Activity – For the records that follow, give the number of lines containing the word "SqlxTaskQueueRepository", with no added text.

Dataset entries –
- - - - - - -

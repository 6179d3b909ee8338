//! Dead-letter queue operations, uniform across every named queue rather
//! than one handler per queue.

use task_queue::{TaskQueueRepository, TaskQueueResult};
use uuid::Uuid;

/// Queues this deployment actually runs. `DlqHandler` rejects any other
/// name with [`UnknownQueue`](DlqError::UnknownQueue) rather than silently
/// querying a queue that was never wired up.
pub const KNOWN_QUEUES: &[&str] = &["webhook-retry", "search-indexing", "payment-reconciliation"];

#[derive(Debug, thiserror::Error)]
pub enum DlqError {
    #[error("unknown queue: {0}")]
    UnknownQueue(String),
    #[error(transparent)]
    TaskQueue(#[from] task_queue::TaskQueueError),
}

pub struct DlqHandler<Q: TaskQueueRepository> {
    queue: Q,
}

impl<Q: TaskQueueRepository> DlqHandler<Q> {
    pub fn new(queue: Q) -> Self {
        Self { queue }
    }

    fn check_known(queue: &str) -> Result<(), DlqError> {
        if KNOWN_QUEUES.contains(&queue) {
            Ok(())
        } else {
            Err(DlqError::UnknownQueue(queue.to_string()))
        }
    }

    pub async fn failed_jobs(&self, queue: &str, limit: i32) -> Result<Vec<domain::Job>, DlqError> {
        Self::check_known(queue)?;
        Ok(self.queue.failed_jobs(queue, limit).await?)
    }

    /// Moves a failed job back to `waiting`. The job's retry counter resets
    /// on the way back in — a retried job gets its full `max_attempts` run
    /// again, not the remainder of the original budget.
    pub async fn retry_job(&self, queue: &str, id: Uuid) -> Result<(), DlqError> {
        Self::check_known(queue)?;
        self.queue.retry_job(id).await?;
        Ok(())
    }

    pub async fn remove_failed_job(&self, queue: &str, id: Uuid) -> Result<(), DlqError> {
        Self::check_known(queue)?;
        self.queue.remove_failed_job(id).await?;
        Ok(())
    }

    pub async fn failed_counts(&self) -> TaskQueueResult<Vec<(String, i64)>> {
        self.queue.failed_counts().await
    }
}

#[cfg(test)]
mod tests {
    use super::*;

    #[test]
    fn rejects_unknown_queue_names() {
        assert!(DlqHandler::<task_queue::SqlxTaskQueueRepository>::check_known("webhook-retry").is_ok());
        assert!(matches!(
            DlqHandler::<task_queue::SqlxTaskQueueRepository>::check_known("not-a-queue"),
            Err(DlqError::UnknownQueue(_))
        ));
    }
}
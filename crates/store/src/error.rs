//! Error types shared by every repository in this crate.

use thiserror::Error;
use uuid::Uuid;

pub type StoreResult<T> = Result<T, StoreError>;

#[derive(Error, Debug)]
pub enum StoreError {
    #[error("Database error: {0}")]
    DatabaseError(#[from] sqlx::Error),

    #[error("Record not found: {0}")]
    NotFound(Uuid),

    #[error("Record not found for payment intent: {0}")]
    NotFoundByIntentId(String),

    #[error("Optimistic concurrency conflict on {0}")]
    Conflict(Uuid),

    #[error("Serialization error: {0}")]
    SerializationError(#[from] serde_json::Error),
}
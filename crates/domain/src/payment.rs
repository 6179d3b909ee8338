use chrono::{DateTime, Utc};
use rust_decimal::Decimal;
use serde::{Deserialize, Serialize};
use uuid::Uuid;

/// `SUCCEEDED`, `FAILED`, `CANCELLED` and `REFUNDED` are terminal; status
/// only ever moves forward.
#[derive(Debug, Clone, Copy, PartialEq, Eq, Serialize, Deserialize, sqlx::Type)]
#[sqlx(type_name = "varchar", rename_all = "UPPERCASE")]
pub enum PaymentStatus {
    Pending,
    Processing,
    Succeeded,
    Failed,
    Cancelled,
    Refunded,
}

impl PaymentStatus {
    pub fn is_terminal(self) -> bool {
        matches!(
            self,
            PaymentStatus::Succeeded
                | PaymentStatus::Failed
                | PaymentStatus::Cancelled
                | PaymentStatus::Refunded
        )
    }
}

#[derive(Debug, Clone, sqlx::FromRow, Serialize, Deserialize)]
pub struct Payment {
    pub id: Uuid,
    pub order_id: Uuid,
    pub payment_intent_id: String,
    pub provider: String,
    pub amount: Decimal,
    pub currency: String,
    pub status: PaymentStatus,
    pub idempotency_key: String,
    pub webhook_event_id: Option<String>,
    pub failure_reason: Option<String>,
    pub created_at: DateTime<Utc>,
    pub updated_at: DateTime<Utc>,
}

#[cfg(test)]
mod tests {
    use super::*;

    #[test]
    fn terminal_statuses() {
        assert!(PaymentStatus::Succeeded.is_terminal());
        assert!(PaymentStatus::Failed.is_terminal());
        assert!(PaymentStatus::Cancelled.is_terminal());
        assert!(PaymentStatus::Refunded.is_terminal());
        assert!(!PaymentStatus::Pending.is_terminal());
        assert!(!PaymentStatus::Processing.is_terminal());
    }
}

- - - - - - -

Expected answer – 2